Work item:
The reply has to be a number alone, equal to how many lines in the entries below hold the string "value".

Source records:
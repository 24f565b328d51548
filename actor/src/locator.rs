// Copyright 2025 Kore Ledger, SL
// SPDX-License-Identifier: Apache-2.0

//! # Actor locator
//!
//! The `locator` module provides the `Locator` type. A locator is the cluster-wide address of an
//! actor: a `/`-delimited path that starts at the reserved root sentinel `-/`, where each segment
//! is the name of an actor. Children append their name to the parent's locator, so `-/bank`
//! is a top level actor and `-/bank/alice` is its child.
//!

use crate::Error;

use serde::{Deserialize, Serialize};

use std::fmt::{Formatter, Result as FmtResult};
use std::str::FromStr;

/// The reserved sentinel for the root of the actor tree.
pub const ROOT_LOCATOR: &str = "-/";

/// Hierarchical, immutable address of an actor within the cluster.
///
/// Segments never contain `/` and are never empty. The root locator has no segments.
#[derive(Clone, Hash, Eq, PartialEq, PartialOrd, Ord, Serialize, Deserialize)]
#[serde(try_from = "String", into = "String")]
pub struct Locator(Vec<String>);

impl Locator {
    /// The root locator (`-/`).
    pub fn root() -> Self {
        Locator(Vec::new())
    }

    /// Parses a locator string such as `-/bank/alice`.
    ///
    /// # Errors
    ///
    /// Returns `Error::InvalidLocator` if the string does not start with the root sentinel or
    /// contains an empty segment.
    ///
    pub fn parse(locator: &str) -> Result<Self, Error> {
        let rest = locator.strip_prefix(ROOT_LOCATOR).ok_or_else(|| {
            Error::InvalidLocator(format!(
                "{} does not start with {}",
                locator, ROOT_LOCATOR
            ))
        })?;
        if rest.is_empty() {
            return Ok(Locator::root());
        }
        let mut segments = Vec::new();
        for segment in rest.split('/') {
            if segment.trim().is_empty() {
                return Err(Error::InvalidLocator(format!(
                    "{} has an empty segment",
                    locator
                )));
            }
            segments.push(segment.to_owned());
        }
        Ok(Locator(segments))
    }

    /// Locator of the child named `name`.
    ///
    /// # Errors
    ///
    /// Returns `Error::InvalidLocator` if the name is empty or contains `/`.
    ///
    pub fn child(&self, name: &str) -> Result<Self, Error> {
        validate_name(name)?;
        let mut segments = self.0.clone();
        segments.push(name.to_owned());
        Ok(Locator(segments))
    }

    /// Locator of the parent, `None` for the root.
    pub fn parent(&self) -> Option<Self> {
        if self.0.is_empty() {
            None
        } else {
            let mut segments = self.0.clone();
            segments.truncate(segments.len() - 1);
            Some(Locator(segments))
        }
    }

    /// The actor name (last segment). Empty for the root.
    pub fn name(&self) -> &str {
        self.0.last().map(String::as_str).unwrap_or("")
    }

    pub fn segments(&self) -> &[String] {
        &self.0
    }

    pub fn level(&self) -> usize {
        self.0.len()
    }

    pub fn is_root(&self) -> bool {
        self.0.is_empty()
    }

    pub fn is_top_level(&self) -> bool {
        self.0.len() == 1
    }

    pub fn is_ancestor_of(&self, other: &Locator) -> bool {
        other.0.len() > self.0.len() && other.0.starts_with(&self.0)
    }

    pub fn is_descendant_of(&self, other: &Locator) -> bool {
        other.is_ancestor_of(self)
    }

    pub fn is_parent_of(&self, other: &Locator) -> bool {
        other.parent().as_ref() == Some(self)
    }

    pub fn is_child_of(&self, other: &Locator) -> bool {
        self.parent().as_ref() == Some(other)
    }
}

/// Checks an actor name against the addressing rules.
pub(crate) fn validate_name(name: &str) -> Result<(), Error> {
    if name.trim().is_empty() {
        return Err(Error::InvalidLocator("actor name is empty".to_owned()));
    }
    if name.contains('/') {
        return Err(Error::InvalidLocator(format!(
            "actor name {} cannot contain /",
            name
        )));
    }
    Ok(())
}

impl FromStr for Locator {
    type Err = Error;

    fn from_str(s: &str) -> Result<Self, Self::Err> {
        Locator::parse(s)
    }
}

impl TryFrom<String> for Locator {
    type Error = Error;

    fn try_from(value: String) -> Result<Self, Self::Error> {
        Locator::parse(&value)
    }
}

impl From<Locator> for String {
    fn from(locator: Locator) -> Self {
        locator.to_string()
    }
}

impl std::fmt::Display for Locator {
    fn fmt(&self, f: &mut Formatter<'_>) -> FmtResult {
        write!(f, "{}{}", ROOT_LOCATOR, self.0.join("/"))
    }
}

impl std::fmt::Debug for Locator {
    fn fmt(&self, f: &mut Formatter<'_>) -> FmtResult {
        write!(f, "{}{}", ROOT_LOCATOR, self.0.join("/"))
    }
}

#[cfg(test)]
mod tests {

    use super::*;

    #[test]
    fn parse_root() {
        let locator = Locator::parse("-/").unwrap();
        assert!(locator.is_root());
        assert_eq!(locator.to_string(), "-/");
        assert_eq!(locator.parent(), None);
    }

    #[test]
    fn parse_three_deep() {
        let locator = Locator::parse("-/acme/building/room").unwrap();
        assert_eq!(locator.segments(), ["acme", "building", "room"]);
        assert_eq!(locator.level(), 3);
        assert_eq!(locator.name(), "room");
    }

    #[test]
    fn parse_rejects_missing_sentinel() {
        assert!(Locator::parse("/acme").is_err());
        assert!(Locator::parse("acme").is_err());
    }

    #[test]
    fn parse_rejects_empty_segment() {
        assert!(Locator::parse("-/acme//room").is_err());
        assert!(Locator::parse("-/acme/").is_err());
    }

    #[test]
    fn child_appends_name() {
        let root = Locator::root();
        let bank = root.child("bank").unwrap();
        assert_eq!(bank.to_string(), "-/bank");
        let alice = bank.child("alice").unwrap();
        assert_eq!(alice.to_string(), "-/bank/alice");
        assert!(bank.is_parent_of(&alice));
        assert!(alice.is_child_of(&bank));
        assert!(root.is_ancestor_of(&alice));
        assert!(alice.is_descendant_of(&root));
        assert!(!alice.is_descendant_of(&alice));
    }

    #[test]
    fn child_rejects_slash() {
        let root = Locator::root();
        assert!(matches!(
            root.child("a/b"),
            Err(Error::InvalidLocator(_))
        ));
        assert!(root.child("").is_err());
    }

    #[test]
    fn display_round_trips() {
        let text = "-/acme/building/room/sensor";
        let locator: Locator = text.parse().unwrap();
        assert_eq!(locator.to_string(), text);
        assert_eq!(locator.parent().unwrap().to_string(), "-/acme/building/room");
    }

    #[test]
    fn serde_uses_string_form() {
        let locator = Locator::parse("-/a/b").unwrap();
        let json = serde_json::to_string(&locator).unwrap();
        assert_eq!(json, "\"-/a/b\"");
        let back: Locator = serde_json::from_str(&json).unwrap();
        assert_eq!(back, locator);
        assert!(serde_json::from_str::<Locator>("\"a/b\"").is_err());
    }
}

Result of this exercise:
2